In some implementations, the base station 110 may perform scheduling and/or resource management for the UE 105 covered by the base station 110 (e.g., the UE 105 covered by a cell provided by the base station 110). In some implementations, the base station 110 may be controlled or coordinated by a network controller, which may perform load balancing, network-level configuration, and/or other operations. The network controller may communicate with the base station 110 via a wireless or wireline backhaul. In some implementations, the base station 110 may include a network controller, a self-organizing network (SON) module or component, or a similar module or component. In other words, the base station 110 may perform network control, scheduling, and/or network management functions (e.g., for uplink, downlink, and/or sidelink communications of the UE 105 covered by the base station 110).

In some implementations, the core network 115 may include an example functional architecture in which systems and/or methods described herein may be implemented.
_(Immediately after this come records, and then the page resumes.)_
//! # hadith-api
//!
//! A read-only HTTP API over a catalog of hadith collections, their books,
//! chapters and narrations.
//!
//! ## Features
//!
//! - **Uniform pagination**: every list endpoint returns the same
//!   `{data, total, limit, previous, next}` envelope
//! - **Identifier resolution**: printed book numbers are normalized to the
//!   internal ordinal where the schema requires it, and narrations resolve by
//!   either of their two URNs
//! - **Catalog export**: the collection catalog as a CSV attachment or an
//!   inline PDF document
//! - **Pluggable storage**: an immutable in-memory catalog loaded from JSON,
//!   or MySQL behind the `mysql` feature
//! - **Shared-secret gate**: a configurable header checked on every route
//!   except the welcome page
//!
//! ## Quick Start
//!
//! ```rust,ignore
//! use hadith_api::prelude::*;
//!
//! let catalog = InMemoryCatalog::from_json_file("catalog.json")?;
//! let config = ApiConfig::from_yaml_file("config.yaml")?;
//!
//! ServerBuilder::new()
//!     .with_store(catalog)
//!     .with_config(config)
//!     .serve()
//!     .await?;
//! ```

pub mod config;
pub mod core;
pub mod export;
pub mod logging;
pub mod server;
pub mod storage;

/// Re-exports of commonly used types and traits
pub mod prelude {
    // === Resources ===
    pub use crate::core::entity::{
        Book, BookFilter, Chapter, ChapterFilter, ChapterNumber, Collection, CollectionFilter,
        Hadith, HadithFilter, Resource,
    };

    // === Resolution ===
    pub use crate::core::{
        error::{ApiError, ApiResult, StorageError},
        query::{Page, PageParams, PageRequest, Window},
        resolver::{Resolver, paginate, single},
        store::{CatalogStore, EntitySource},
    };

    // === Export ===
    pub use crate::export::{CatalogDocument, ExportArtifact, ExportError, ExportRow};

    // === Storage ===
    pub use crate::storage::InMemoryCatalog;
    #[cfg(feature = "mysql")]
    pub use crate::storage::MysqlCatalog;

    // === Config ===
    pub use crate::config::{ApiConfig, ConfigError};

    // === Server ===
    pub use crate::core::auth::SharedSecretGate;
    pub use crate::server::{ServerBuilder, ServerHost};

    // === External dependencies ===
    pub use anyhow::Result;
    pub use async_trait::async_trait;
    pub use serde::{Deserialize, Serialize};
}
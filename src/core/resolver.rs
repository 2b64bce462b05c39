//! Resource resolution: pagination, single-record lookup and identifier mapping
//!
//! [`paginate`] and [`single`] are the two generic wrappers every endpoint goes
//! through. [`Resolver`] builds the per-endpoint filters on top of them,
//! including the two book-referencing paths:
//! - chapters reference books by ordinal id, so the printed book number is
//!   normalized first ([`Resolver::book_ordinal`])
//! - hadiths reference books by printed number, which is used as-is

use crate::core::entity::{
    Book, BookFilter, Chapter, ChapterFilter, ChapterNumber, Collection, CollectionFilter, Hadith,
    HadithFilter, Resource,
};
use crate::core::error::{ApiError, ApiResult};
use crate::core::query::{Page, PageRequest, Window};
use crate::core::store::{CatalogStore, EntitySource};
use rand::Rng;
use std::sync::Arc;

/// Run a filtered query through the pagination contract
///
/// `total` always reflects the whole filtered set; a page past the end is an
/// empty page, not an error.
pub async fn paginate<E, S>(source: &S, filter: &E::Filter, request: PageRequest) -> ApiResult<Page<E>>
where
    E: Resource,
    S: EntitySource<E> + ?Sized,
{
    let total = source.count(filter).await?;
    let window = request.window();

    let data = if window.offset >= total {
        Vec::new()
    } else {
        source.fetch(filter, window).await?
    };

    Ok(Page::new(data, total, request))
}

/// Resolve a filtered query to exactly one record
///
/// Zero matches is [`ApiError::NotFound`]. A second match means the filter is
/// not selective enough and yields [`ApiError::Ambiguous`] rather than an
/// arbitrary row.
pub async fn single<E, S>(source: &S, filter: &E::Filter, key: &str) -> ApiResult<E>
where
    E: Resource,
    S: EntitySource<E> + ?Sized,
{
    let mut rows = source.fetch(filter, Window::new(0, 2)).await?;

    match rows.len() {
        0 => Err(ApiError::not_found(E::resource_name(), key)),
        1 => rows
            .pop()
            .ok_or_else(|| ApiError::not_found(E::resource_name(), key)),
        _ => {
            tracing::warn!(resource = E::resource_name(), key, ?filter, "identifier matches several records");
            Err(ApiError::Ambiguous {
                resource: E::resource_name(),
                key: key.to_string(),
            })
        }
    }
}

/// Uniform index into `0..total`; `total` must be non-zero
fn pick_offset(total: u64) -> u64 {
    rand::thread_rng().gen_range(0..total)
}

/// Endpoint-level resolution over a catalog store
pub struct Resolver {
    store: Arc<dyn CatalogStore>,
    random_collection: String,
}

impl Resolver {
    /// Create a resolver drawing random hadiths from `random_collection`
    pub fn new(store: Arc<dyn CatalogStore>, random_collection: impl Into<String>) -> Self {
        Self {
            store,
            random_collection: random_collection.into(),
        }
    }

    /// The underlying store
    pub fn store(&self) -> &dyn CatalogStore {
        self.store.as_ref()
    }

    /// Collection the random endpoint draws from
    pub fn random_collection(&self) -> &str {
        &self.random_collection
    }

    // === Collections ===

    pub async fn collections(&self, request: PageRequest) -> ApiResult<Page<Collection>> {
        paginate::<Collection, _>(self.store(), &CollectionFilter::all(), request).await
    }

    pub async fn collection(&self, name: &str) -> ApiResult<Collection> {
        single::<Collection, _>(self.store(), &CollectionFilter::by_name(name), name).await
    }

    // === Books ===

    /// Published books of a collection, ordered by absolute ordinal
    pub async fn books(&self, collection: &str, request: PageRequest) -> ApiResult<Page<Book>> {
        paginate::<Book, _>(self.store(), &BookFilter::published_in(collection), request).await
    }

    /// Map a printed book number onto the book's ordinal id
    ///
    /// This is a lookup against the collection's books, not a parse. Unknown
    /// numbers fail here, before any query depending on the ordinal runs.
    pub async fn book_ordinal(&self, collection: &str, book_number: &str) -> ApiResult<i64> {
        let filter = BookFilter::by_number(collection, book_number);
        let book = single::<Book, _>(self.store(), &filter, book_number).await?;

        tracing::debug!(collection, book_number, ordinal = book.our_book_id, "normalized book number");
        Ok(book.our_book_id)
    }

    pub async fn book(&self, collection: &str, book_number: &str) -> ApiResult<Book> {
        let ordinal = self.book_ordinal(collection, book_number).await?;
        let filter = BookFilter::published_by_ordinal(collection, ordinal);
        single::<Book, _>(self.store(), &filter, book_number).await
    }

    // === Chapters ===

    pub async fn chapters(
        &self,
        collection: &str,
        book_number: &str,
        request: PageRequest,
    ) -> ApiResult<Page<Chapter>> {
        let ordinal = self.book_ordinal(collection, book_number).await?;
        paginate::<Chapter, _>(self.store(), &ChapterFilter::in_book(collection, ordinal), request).await
    }

    pub async fn chapter(
        &self,
        collection: &str,
        book_number: &str,
        chapter_id: ChapterNumber,
    ) -> ApiResult<Chapter> {
        let ordinal = self.book_ordinal(collection, book_number).await?;
        let filter = ChapterFilter::by_id(collection, ordinal, chapter_id);
        single::<Chapter, _>(self.store(), &filter, &chapter_id.to_string()).await
    }

    // === Hadiths ===

    /// Hadiths of a book, addressed by printed book number
    pub async fn book_hadiths(
        &self,
        collection: &str,
        book_number: &str,
        request: PageRequest,
    ) -> ApiResult<Page<Hadith>> {
        let filter = HadithFilter::InBook {
            collection: collection.to_string(),
            book_number: book_number.to_string(),
        };
        paginate::<Hadith, _>(self.store(), &filter, request).await
    }

    pub async fn collection_hadith(&self, collection: &str, hadith_number: &str) -> ApiResult<Hadith> {
        let filter = HadithFilter::ByNumber {
            collection: collection.to_string(),
            hadith_number: hadith_number.to_string(),
        };
        single::<Hadith, _>(self.store(), &filter, hadith_number).await
    }

    /// Hadith whose arabic or english URN equals `urn`
    pub async fn hadith_by_urn(&self, urn: i64) -> ApiResult<Hadith> {
        single::<Hadith, _>(self.store(), &HadithFilter::ByUrn(urn), &urn.to_string()).await
    }

    /// A hadith drawn uniformly from the random collection
    pub async fn random_hadith(&self) -> ApiResult<Hadith> {
        let filter = HadithFilter::InCollection(self.random_collection.clone());
        let total = EntitySource::<Hadith>::count(self.store(), &filter).await?;
        if total == 0 {
            return Err(ApiError::not_found("collection", &self.random_collection));
        }

        let offset = pick_offset(total);
        tracing::debug!(collection = %self.random_collection, offset, total, "picked random hadith");

        EntitySource::<Hadith>::fetch(self.store(), &filter, Window::new(offset, 1))
            .await?
            .pop()
            .ok_or_else(|| ApiError::not_found("hadith", offset))
    }
}
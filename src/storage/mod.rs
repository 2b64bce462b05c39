//! Storage implementations for different backends

pub mod in_memory;
#[cfg(feature = "mysql")]
pub mod mysql;

pub use in_memory::{Dataset, InMemoryCatalog};
#[cfg(feature = "mysql")]
pub use mysql::MysqlCatalog;
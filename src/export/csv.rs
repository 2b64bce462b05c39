//! Tabular export of the catalog

use super::{Disposition, ExportArtifact, ExportError, ExportRow};

pub const CSV_FILENAME: &str = "collections.csv";
pub const CSV_CONTENT_TYPE: &str = "text/csv";

/// Header record, in column order
pub const CSV_HEADER: [&str; 3] = ["Collection ID", "Name", "Description"];

/// Render the rows as CSV into an in-memory buffer
///
/// Fields containing the delimiter, a quote or a line break are quoted.
pub fn render_csv(rows: &[ExportRow]) -> Result<ExportArtifact, ExportError> {
    let mut writer = ::csv::Writer::from_writer(Vec::new());
    writer.write_record(CSV_HEADER)?;

    for row in rows {
        let id = row.collection_id.to_string();
        writer.write_record([id.as_str(), row.name.as_str(), row.description.as_str()])?;
    }

    let bytes = writer
        .into_inner()
        .map_err(|e| ExportError::CsvBuffer(e.error().to_string()))?;

    Ok(ExportArtifact {
        filename: CSV_FILENAME,
        content_type: CSV_CONTENT_TYPE,
        disposition: Disposition::Attachment,
        bytes,
    })
}
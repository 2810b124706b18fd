//! Interest rate tables and their loading

mod interest;
pub mod loader;

use thiserror::Error;

pub use interest::{InterestTable, RatePair, TableSelector, MAX_INSTALLMENTS, MIN_TABLE_INSTALLMENTS};
pub use loader::{load_table, load_table_from_reader};

/// Problems found while building or loading an interest table
#[derive(Debug, Error)]
pub enum TableError {
    #[error("interest table has no entries")]
    Empty,

    #[error("installment count {0} is outside the supported range 2..=24")]
    CountOutOfRange(u32),

    #[error("installment counts must be contiguous: expected {expected}, found {found}")]
    NonContiguous { expected: u32, found: u32 },

    #[error("invalid rates for {installments}x: full {full_rate}%, half {half_rate}% (need full >= half >= 0)")]
    InvalidRates {
        installments: u32,
        full_rate: f64,
        half_rate: f64,
    },

    #[error("rates must not decrease as installments grow (at {installments}x)")]
    DecreasingRate { installments: u32 },

    #[error("unknown table selector '{0}' (expected full or half)")]
    UnknownSelector(String),

    #[error("failed to parse interest table CSV: {0}")]
    Csv(#[from] csv::Error),

    #[error("failed to read interest table: {0}")]
    Io(#[from] std::io::Error),
}
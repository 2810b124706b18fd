//! Plain-text quote summary and share links

use super::Quote;
use crate::format::format_currency;

const WHATSAPP_BASE_URL: &str = "https://wa.me/?text=";

impl Quote {
    /// One line per option, e.g. `Down payment of R$ 100,00 | 12x of R$ 127,50`
    pub fn option_lines(&self) -> Vec<String> {
        self.options
            .iter()
            .map(|option| {
                let plan = format!("{} of {}", option.label(), format_currency(option.installment_value));
                if self.has_down_payment {
                    format!("Down payment of {} | {}", option.down_payment_display, plan)
                } else {
                    plan
                }
            })
            .collect()
    }

    /// Share text summarising the quote
    pub fn summary_text(&self) -> String {
        let mut text = String::new();
        text.push_str("Installment simulation on store credit (subject to credit analysis)\n\n");
        text.push_str(&format!("Client: {}\n", self.metadata.customer()));
        text.push_str(&format!("Product: {}\n", self.metadata.product()));
        text.push_str(&format!("Date: {}\n", self.metadata.date()));
        text.push_str(&format!("Seller: {}\n", self.metadata.seller()));
        text.push_str("\nInstallment options:\n");
        text.push_str(&self.option_lines().join("\n"));
        text.push_str(&format!("\n\nGenerated by {}", self.brand));
        text
    }

    /// `https://wa.me/?text=...` link carrying the summary
    pub fn whatsapp_url(&self) -> String {
        format!("{}{}", WHATSAPP_BASE_URL, percent_encode(&self.summary_text()))
    }

    /// `mailto:` link with the product in the subject and the summary as body
    pub fn mailto_url(&self) -> String {
        format!(
            "mailto:?subject={}&body={}",
            percent_encode(&format!("Quote: {}", self.metadata.product())),
            percent_encode(&self.summary_text())
        )
    }
}

/// Percent-encode every byte outside the URI component unreserved set
/// (`A-Z a-z 0-9 - _ . ! ~ * ' ( )`), UTF-8 aware.
pub fn percent_encode(input: &str) -> String {
    let mut encoded = String::with_capacity(input.len() * 3);
    for byte in input.bytes() {
        match byte {
            b'A'..=b'Z'
            | b'a'..=b'z'
            | b'0'..=b'9'
            | b'-'
            | b'_'
            | b'.'
            | b'!'
            | b'~'
            | b'*'
            | b'\''
            | b'('
            | b')' => encoded.push(byte as char),
            _ => encoded.push_str(&format!("%{:02X}", byte)),
        }
    }
    encoded
}
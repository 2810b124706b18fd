//! AWS Lambda HTTP handler for installment pricing
//!
//! POST body: a pricing request, optionally with quote metadata and range:
//! `{"base_price": 1000, "table": "full", "has_down_payment": false,
//!   "metadata": {"customer_name": "Ana"}, "from": 2, "to": 12}`
//!
//! Set `QUOTE_CONFIG` to a JSON config path to override the defaults.

use chrono::Local;
use installment_calculator::{
    CalculatorConfig, InstallmentOption, InstallmentRange, PricingEngine, PricingRequest, Quote,
    QuoteMetadata,
};
use lambda_http::{run, service_fn, Body, Request, Response};
use lambda_runtime::Error;
use serde::{Deserialize, Serialize};
use std::path::Path;

#[derive(Debug, Deserialize)]
struct QuoteEvent {
    #[serde(flatten)]
    request: PricingRequest,
    #[serde(default)]
    metadata: Option<QuoteMetadata>,
    #[serde(default)]
    from: Option<u32>,
    #[serde(default)]
    to: Option<u32>,
}

#[derive(Debug, Serialize)]
struct QuoteResponse {
    options: Vec<InstallmentOption>,
    #[serde(skip_serializing_if = "Option::is_none")]
    summary: Option<String>,
    #[serde(skip_serializing_if = "Option::is_none")]
    whatsapp_url: Option<String>,
}

#[derive(Debug, Serialize)]
struct ErrorResponse {
    error: String,
}

fn json_response<T: Serialize>(status: u16, body: &T) -> Result<Response<Body>, Error> {
    let json = serde_json::to_string(body)?;
    Ok(Response::builder()
        .status(status)
        .header("content-type", "application/json")
        .body(Body::from(json))?)
}

fn bad_request(message: String) -> Result<Response<Body>, Error> {
    log::warn!("Bad request: {}", message);
    json_response(400, &ErrorResponse { error: message })
}

async fn handler(
    engine: &PricingEngine,
    config: &CalculatorConfig,
    event: Request,
) -> Result<Response<Body>, Error> {
    let payload: QuoteEvent = match serde_json::from_slice(event.body().as_ref()) {
        Ok(payload) => payload,
        Err(e) => return bad_request(format!("invalid request body: {}", e)),
    };

    let options = match engine.price(&payload.request) {
        Ok(options) => options,
        Err(e) => return bad_request(e.to_string()),
    };

    let Some(mut metadata) = payload.metadata else {
        return json_response(200, &QuoteResponse { options, summary: None, whatsapp_url: None });
    };

    if metadata.quote_date.is_none() {
        metadata.quote_date = Some(Local::now().date_naive());
    }
    let range = match InstallmentRange::new(
        payload.from.unwrap_or(config.range_from),
        payload.to.unwrap_or(config.range_to),
    ) {
        Ok(range) => range,
        Err(e) => return bad_request(e.to_string()),
    };
    let quote = match Quote::assemble(metadata, &options, payload.request.has_down_payment, range) {
        Ok(quote) => quote.with_brand(config.brand.clone()),
        Err(e) => return bad_request(e.to_string()),
    };

    json_response(
        200,
        &QuoteResponse {
            summary: Some(quote.summary_text()),
            whatsapp_url: Some(quote.whatsapp_url()),
            options: quote.options,
        },
    )
}

#[tokio::main]
async fn main() -> Result<(), Error> {
    env_logger::init();

    let config_path = std::env::var_os("QUOTE_CONFIG");
    let config = CalculatorConfig::load_or_default(config_path.as_deref().map(Path::new))?;
    let engine = config.engine()?;
    log::info!("Pricing engine ready (rounding: {})", engine.policy().rounding);

    let engine = &engine;
    let config = &config;
    run(service_fn(move |event: Request| async move {
        handler(engine, config, event).await
    }))
    .await
}
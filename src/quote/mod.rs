//! Customer quotes built from priced installment options
//!
//! A quote carries the customer metadata and the options selected by an
//! installment range, and renders as share text (WhatsApp / e-mail) or as a
//! printable HTML document.

mod html;
mod text;

use chrono::NaiveDate;
use serde::{Deserialize, Serialize};
use thiserror::Error;

use crate::pricing::InstallmentOption;
use crate::tables::MAX_INSTALLMENTS;

pub use text::percent_encode;

/// Placeholder for metadata the seller left blank
pub const NOT_INFORMED: &str = "Not informed";

/// Default brand line printed at the bottom of every quote
pub const DEFAULT_BRAND: &str = "SabidoPay Calculadora";

/// Problems assembling a quote from a set of options
#[derive(Debug, Clone, PartialEq, Eq, Error)]
pub enum QuoteError {
    #[error("invalid installment range {from}x to {to}x (expected 1 <= from <= to <= 24)")]
    InvalidRange { from: u32, to: u32 },

    #[error("calculate the installments before generating a quote")]
    NothingCalculated,

    #[error("no installment option found between {from}x and {to}x")]
    NoOptionsInRange { from: u32, to: u32 },
}

/// Who and what the quote is for. Every field is optional.
#[derive(Debug, Clone, Default, PartialEq, Serialize, Deserialize)]
pub struct QuoteMetadata {
    #[serde(default)]
    pub customer_name: Option<String>,
    #[serde(default)]
    pub product_name: Option<String>,
    #[serde(default)]
    pub quote_date: Option<NaiveDate>,
    #[serde(default)]
    pub seller_name: Option<String>,
}

impl QuoteMetadata {
    pub fn customer(&self) -> &str {
        informed(&self.customer_name)
    }

    pub fn product(&self) -> &str {
        informed(&self.product_name)
    }

    pub fn seller(&self) -> &str {
        informed(&self.seller_name)
    }

    /// Quote date as `dd/mm/yyyy`
    pub fn date(&self) -> String {
        self.quote_date
            .map(|d| d.format("%d/%m/%Y").to_string())
            .unwrap_or_else(|| NOT_INFORMED.to_string())
    }
}

fn informed(field: &Option<String>) -> &str {
    match field.as_deref().map(str::trim) {
        Some(value) if !value.is_empty() => value,
        _ => NOT_INFORMED,
    }
}

/// Inclusive range of installment counts to include in a quote
#[derive(Debug, Clone, Copy, PartialEq, Eq, Serialize)]
pub struct InstallmentRange {
    from: u32,
    to: u32,
}

impl InstallmentRange {
    pub fn new(from: u32, to: u32) -> Result<Self, QuoteError> {
        if from == 0 || to > MAX_INSTALLMENTS || from > to {
            return Err(QuoteError::InvalidRange { from, to });
        }
        Ok(Self { from, to })
    }

    pub fn from(&self) -> u32 {
        self.from
    }

    pub fn to(&self) -> u32 {
        self.to
    }

    pub fn contains(&self, installments: u32) -> bool {
        (self.from..=self.to).contains(&installments)
    }
}

impl Default for InstallmentRange {
    fn default() -> Self {
        Self { from: 2, to: MAX_INSTALLMENTS }
    }
}

/// Keep the options whose count falls in `range`, ascending by count
pub fn select_options(
    options: &[InstallmentOption],
    range: InstallmentRange,
) -> Result<Vec<InstallmentOption>, QuoteError> {
    if options.is_empty() {
        return Err(QuoteError::NothingCalculated);
    }

    let mut selected: Vec<InstallmentOption> = options
        .iter()
        .filter(|o| range.contains(o.installment_count))
        .cloned()
        .collect();

    if selected.is_empty() {
        return Err(QuoteError::NoOptionsInRange { from: range.from, to: range.to });
    }

    selected.sort_by_key(|o| o.installment_count);
    Ok(selected)
}

/// A quote ready to be shared
#[derive(Debug, Clone, PartialEq, Serialize)]
pub struct Quote {
    pub metadata: QuoteMetadata,
    /// Selects the two-column layout with the down payment in the first column
    pub has_down_payment: bool,
    pub options: Vec<InstallmentOption>,
    pub brand: String,
}

impl Quote {
    /// Assemble a quote from priced options, keeping only those in `range`
    pub fn assemble(
        metadata: QuoteMetadata,
        options: &[InstallmentOption],
        has_down_payment: bool,
        range: InstallmentRange,
    ) -> Result<Self, QuoteError> {
        let options = select_options(options, range)?;
        log::debug!(
            "Assembled quote for {} with {} options ({}x..{}x)",
            metadata.customer(),
            options.len(),
            range.from,
            range.to
        );
        Ok(Self {
            metadata,
            has_down_payment,
            options,
            brand: DEFAULT_BRAND.to_string(),
        })
    }

    pub fn with_brand(mut self, brand: impl Into<String>) -> Self {
        self.brand = brand.into();
        self
    }
}

#[cfg(test)]
mod tests {
    use super::*;

    fn option(count: u32, value: f64) -> InstallmentOption {
        InstallmentOption {
            down_payment_display: "R$ 0,00".to_string(),
            down_payment: 0.0,
            installment_count: count,
            installment_value: value,
        }
    }

    #[test]
    fn test_range_validation() {
        assert!(InstallmentRange::new(1, 24).is_ok());
        assert!(InstallmentRange::new(5, 5).is_ok());
        assert_eq!(
            InstallmentRange::new(0, 10),
            Err(QuoteError::InvalidRange { from: 0, to: 10 })
        );
        assert_eq!(
            InstallmentRange::new(10, 5),
            Err(QuoteError::InvalidRange { from: 10, to: 5 })
        );
        assert!(InstallmentRange::new(2, 25).is_err());

        let default = InstallmentRange::default();
        assert_eq!((default.from(), default.to()), (2, 24));
    }

    #[test]
    fn test_select_options() {
        let options = vec![option(2, 565.0), option(3, 390.0), option(12, 127.5), option(24, 83.75)];

        let selected = select_options(&options, InstallmentRange::new(3, 12).unwrap()).unwrap();
        let counts: Vec<u32> = selected.iter().map(|o| o.installment_count).collect();
        assert_eq!(counts, vec![3, 12]);

        assert_eq!(
            select_options(&options, InstallmentRange::new(13, 23).unwrap()),
            Err(QuoteError::NoOptionsInRange { from: 13, to: 23 })
        );
        assert_eq!(
            select_options(&[], InstallmentRange::default()),
            Err(QuoteError::NothingCalculated)
        );
    }

    #[test]
    fn test_select_sorts_unordered_input() {
        let options = vec![option(24, 83.75), option(2, 565.0)];
        let selected = select_options(&options, InstallmentRange::new(1, 24).unwrap()).unwrap();
        assert_eq!(selected[0].installment_count, 2);
        assert_eq!(selected[1].installment_count, 24);
    }

    #[test]
    fn test_metadata_placeholders() {
        let metadata = QuoteMetadata {
            customer_name: Some("Maria".to_string()),
            product_name: Some("   ".to_string()),
            quote_date: NaiveDate::from_ymd_opt(2024, 3, 7),
            seller_name: None,
        };

        assert_eq!(metadata.customer(), "Maria");
        assert_eq!(metadata.product(), NOT_INFORMED);
        assert_eq!(metadata.seller(), NOT_INFORMED);
        assert_eq!(metadata.date(), "07/03/2024");
        assert_eq!(QuoteMetadata::default().date(), NOT_INFORMED);
    }

    #[test]
    fn test_assemble_applies_range_and_brand() {
        let options = vec![option(1, 0.0), option(2, 565.0), option(3, 390.0)];
        let quote = Quote::assemble(
            QuoteMetadata::default(),
            &options,
            false,
            InstallmentRange::default(),
        )
        .unwrap()
        .with_brand("Loja Central");

        assert_eq!(quote.options.len(), 2);
        assert_eq!(quote.brand, "Loja Central");
    }
}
For example, the core network 115 may include an example architecture of a fifth generation (5G) next generation (NG) core network included in a 5G wireless telecommunications system. While the example architecture of the core network 115 shown in FIG. 2 may be an example of a service-based architecture, in some implementations, the core network 115 may be implemented as a reference-point architecture and/or a 4G core network, among other examples.

As shown in FIG. 2, the core network 115 may include a number of functional elements. The functional elements may include, for example, a network slice selection function (NSSF) 205, a network exposure function (NEF) 210, an authentication server function (AUSF) 215, a unified data management (UDM) component 220, a policy control function (PCF) 225, an application function (AF) 230, an access and mobility management function (AMF) 235, a session management function (SMF) 240, and/or a user plane function (UPF) 245. These functional elements may be communicatively connected via a message bus 250. Each of the functional elements shown in FIG. 2 is implemented on one or more devices associated with a wireless telecommunications system. In some implementations, one or more of the functional elements may be implemented on physical devices, such as an access point, a base station, and/or a gateway. In some implementations, one or more of the functional elements may be implemented on a computing device of a cloud computing environment.

The NSSF 205 includes one or more devices that select network slice instances for the UE 105. By providing network slicing, the NSSF 205 allows an operator to deploy multiple substantially independent end-to-end networks potentially with the same infrastructure. In some implementations, each slice may be customized for different services.

The NEF 210 includes one or more devices that support exposure of capabilities and/or events in the wireless telecommunications system to help other entities in the wireless telecommunications system discover network services.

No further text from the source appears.